# [Task instructions]
Would you please copy every line below that includes the string "label"?

# [Entries supplied]
_ _ _ _ _ _ _

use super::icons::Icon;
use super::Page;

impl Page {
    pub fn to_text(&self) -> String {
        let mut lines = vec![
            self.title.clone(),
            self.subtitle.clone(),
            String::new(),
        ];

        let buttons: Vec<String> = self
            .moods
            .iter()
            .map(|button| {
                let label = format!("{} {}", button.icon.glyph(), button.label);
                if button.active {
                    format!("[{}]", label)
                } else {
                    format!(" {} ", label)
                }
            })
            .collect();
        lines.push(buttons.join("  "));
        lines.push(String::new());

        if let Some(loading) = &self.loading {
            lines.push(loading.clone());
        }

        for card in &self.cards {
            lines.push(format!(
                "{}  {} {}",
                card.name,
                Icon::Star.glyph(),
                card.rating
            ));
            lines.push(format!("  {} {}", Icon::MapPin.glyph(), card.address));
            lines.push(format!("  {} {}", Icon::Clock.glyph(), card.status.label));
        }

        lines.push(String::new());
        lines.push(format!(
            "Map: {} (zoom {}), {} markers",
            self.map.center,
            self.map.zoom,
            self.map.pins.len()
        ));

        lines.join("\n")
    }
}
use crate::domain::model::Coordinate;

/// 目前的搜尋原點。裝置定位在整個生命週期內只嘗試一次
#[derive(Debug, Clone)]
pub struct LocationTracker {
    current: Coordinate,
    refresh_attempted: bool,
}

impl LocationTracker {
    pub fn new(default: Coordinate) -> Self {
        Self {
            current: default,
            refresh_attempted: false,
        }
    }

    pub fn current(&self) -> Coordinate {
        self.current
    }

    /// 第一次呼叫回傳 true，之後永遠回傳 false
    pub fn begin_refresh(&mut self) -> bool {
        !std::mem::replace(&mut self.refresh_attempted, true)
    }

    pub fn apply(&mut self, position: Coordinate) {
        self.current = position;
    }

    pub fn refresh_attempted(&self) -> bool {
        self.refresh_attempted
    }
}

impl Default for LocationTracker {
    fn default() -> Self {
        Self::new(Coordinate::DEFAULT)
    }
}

_ _ _ _ _ _ _

# [Task response]
                let label = format!("{} {}", button.icon.glyph(), button.label);
                    format!("[{}]", label)
                    format!(" {} ", label)
            lines.push(format!("  {} {}", Icon::Clock.glyph(), card.status.label));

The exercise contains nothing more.